Insert usual ho-hum GOP smear.

More goodness:
Judge Taylor rejected the government'’s threshold argument that she should not hear the case at all because it concerned state secrets. Dismissal on those grounds was not required, she wrote, because the central facts in the case -- the existence of the program, the lack of warrants and the focus on communications in which one party is in the United States -- have been acknowledged by the government.

Attorney Generalissimo Alberto Gonzales is filing the expected appeal. More GOP attacks. Old Reagan Admin lizards calling it a bad decision for this or that smear reason.

My fave passage in the federal judicial ruling:
"There are no hereditary kings in America and no powers not created by the Constitution,"” she wrote, rejecting what she called the administration's assertion that the president "has been granted the inherent power to violate not only the laws of the Congress but the First and Fourth Amendments of the Constitution itself."”

Ah, memories.

See 2006's Howard Beale, Jack Cafferty, give the pissed-off concurring analysis:
It means President Bush violated his oath of office, among other things, when he swore to uphold the Constitution of the United States.

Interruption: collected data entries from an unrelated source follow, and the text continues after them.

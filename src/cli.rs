use std::net::{IpAddr, SocketAddr};
use std::path::PathBuf;

use crate::db::{DEFAULT_RECENT_LIMIT, StorageLocation};
use crate::pricing::MAX_TOKENS_PER_CALL;
use crate::utils::default_db_path;

#[derive(clap::Subcommand, Debug, Clone, PartialEq, Eq)]
pub enum Command {
    /// Run the HTTP tracking service
    Serve {
        /// Address to bind
        #[arg(long, env = "LLM_COST_HOST", default_value = "127.0.0.1")]
        host: IpAddr,

        /// Port to listen on
        #[arg(long, env = "LLM_COST_PORT", default_value_t = 8000)]
        port: u16,
    },
    /// Record token usage for one LLM call and print its cost
    Track {
        /// Model identifier, e.g. gpt-4o-mini
        model: String,
        #[arg(value_parser = clap::value_parser!(u64).range(..=MAX_TOKENS_PER_CALL))]
        input_tokens: u64,
        #[arg(value_parser = clap::value_parser!(u64).range(..=MAX_TOKENS_PER_CALL))]
        output_tokens: u64,
        /// API endpoint that made the call
        #[arg(long)]
        endpoint: Option<String>,
    },
    /// Show aggregate cost and token totals
    Summary,
    /// Show the most recent usage records
    Recent {
        #[arg(long, default_value_t = DEFAULT_RECENT_LIMIT)]
        limit: usize,
    },
    /// List models with known pricing
    Models,
}

#[derive(clap::Parser, Debug)]
#[command(name = "llm-cost", version, about = "Track and report LLM API spending")]
pub struct Args {
    /// SQLite database path, or :memory: for an ephemeral store. Defaults to ~/.llm-cost/usage.db
    #[arg(long, env = "LLM_COST_DB", global = true)]
    pub db: Option<String>,

    /// JSON file with per-model rate overrides ({"model": {"input": x, "output": y}})
    #[arg(long, env = "LLM_COST_PRICES", global = true)]
    pub prices: Option<PathBuf>,

    /// Emit JSON instead of colored text
    #[arg(long, global = true)]
    pub json: bool,

    /// Debug mode: verbose logging on stderr
    #[arg(long, env = "LLM_COST_DEBUG", global = true)]
    pub debug: bool,

    #[command(subcommand)]
    pub command: Command,
}

impl Args {
    pub fn parse() -> Self {
        <Args as clap::Parser>::parse()
    }

    /// Resolved storage location, falling back to the per-user default file
    pub fn storage_location(&self) -> StorageLocation {
        match self.db.as_deref() {
            Some(s) => {
                let Ok(location) = s.parse::<StorageLocation>();
                location
            }
            None => StorageLocation::File(default_db_path()),
        }
    }

    /// Bind address for `serve`, if that is the chosen command
    pub fn bind_addr(&self) -> Option<SocketAddr> {
        match self.command {
            Command::Serve { host, port } => Some(SocketAddr::new(host, port)),
            _ => None,
        }
    }
}

#[cfg(test)]
mod tests {
    use super::*;
    use clap::Parser;
    use serial_test::serial;
    use std::env;

    #[test]
    fn test_parse_track() {
        let args = Args::try_parse_from([
            "llm-cost",
            "track",
            "gpt-4o-mini",
            "1000",
            "500",
            "--endpoint",
            "/api/chat",
        ])
        .unwrap();
        assert_eq!(
            args.command,
            Command::Track {
                model: "gpt-4o-mini".to_string(),
                input_tokens: 1000,
                output_tokens: 500,
                endpoint: Some("/api/chat".to_string()),
            }
        );
    }

    #[test]
    fn test_negative_tokens_rejected() {
        assert!(Args::try_parse_from(["llm-cost", "track", "gpt-4o", "-5", "1"]).is_err());
        assert!(Args::try_parse_from(["llm-cost", "recent", "--limit", "-1"]).is_err());
    }

    #[test]
    fn test_token_count_cap() {
        let max = MAX_TOKENS_PER_CALL.to_string();
        let over = (MAX_TOKENS_PER_CALL + 1).to_string();
        assert!(Args::try_parse_from(["llm-cost", "track", "gpt-4o", max.as_str(), "0"]).is_ok());
        assert!(Args::try_parse_from(["llm-cost", "track", "gpt-4o", over.as_str(), "0"]).is_err());
        assert!(Args::try_parse_from(["llm-cost", "track", "gpt-4o", "0", over.as_str()]).is_err());
    }

    #[test]
    #[serial]
    fn test_recent_default_limit() {
        let args = Args::try_parse_from(["llm-cost", "recent"]).unwrap();
        assert_eq!(args.command, Command::Recent { limit: 10 });
    }

    #[test]
    #[serial]
    fn test_storage_location_from_flag_and_env() {
        let args = Args::try_parse_from(["llm-cost", "--db", ":memory:", "summary"]).unwrap();
        assert_eq!(args.storage_location(), StorageLocation::InMemory);

        // SAFETY: Test runs serially, no concurrent env access
        unsafe { env::set_var("LLM_COST_DB", "/tmp/llm-cost-test.db") };
        let args = Args::try_parse_from(["llm-cost", "models"]).unwrap();
        assert_eq!(
            args.storage_location(),
            StorageLocation::File(PathBuf::from("/tmp/llm-cost-test.db"))
        );
        unsafe { env::remove_var("LLM_COST_DB") };

        let args = Args::try_parse_from(["llm-cost", "models"]).unwrap();
        assert_eq!(
            args.storage_location(),
            StorageLocation::File(default_db_path())
        );
    }

    #[test]
    #[serial]
    fn test_serve_bind_addr() {
        let args =
            Args::try_parse_from(["llm-cost", "serve", "--host", "0.0.0.0", "--port", "9100"])
                .unwrap();
        assert_eq!(args.bind_addr(), Some("0.0.0.0:9100".parse().unwrap()));

        let args = Args::try_parse_from(["llm-cost", "serve"]).unwrap();
        assert_eq!(args.bind_addr(), Some("127.0.0.1:8000".parse().unwrap()));

        let args = Args::try_parse_from(["llm-cost", "models"]).unwrap();
        assert_eq!(args.bind_addr(), None);
    }
}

It means he's been lying to us about the program since it started, when tells us there's nothing illegal about what he'’s doing. A court has ruled it is illegal. And it means a 75 year old black female judge in Michigan has finally stepped in and done the job that Congress is supposed to do, namely oversight of the executive branch of government. But the Congress is controlled by Republicans. They are controlled by the President, and they have done nothing in the way of oversight.

What's the penalty for violating the Presidential Oath of Office? That should be worth at least impeachment if not removal if not five years in Leavenworth being a neo-Nazi's girlfriend.

It's disgusting, I know. He has soiled the American Presidency like an overindulged three year-old. Like Mel Gibson on South Park. Whenever he (or Gonzales) opens his mouth, a lie comes out.

The best analysis of the decision is by Glenn Greenwald, at Unclaimed Territory. It's a detailed breakdown of all 8 count 'em 8 different rebuttals of 8 arguments made by Gonzales on behalf of King George's total sovereignty.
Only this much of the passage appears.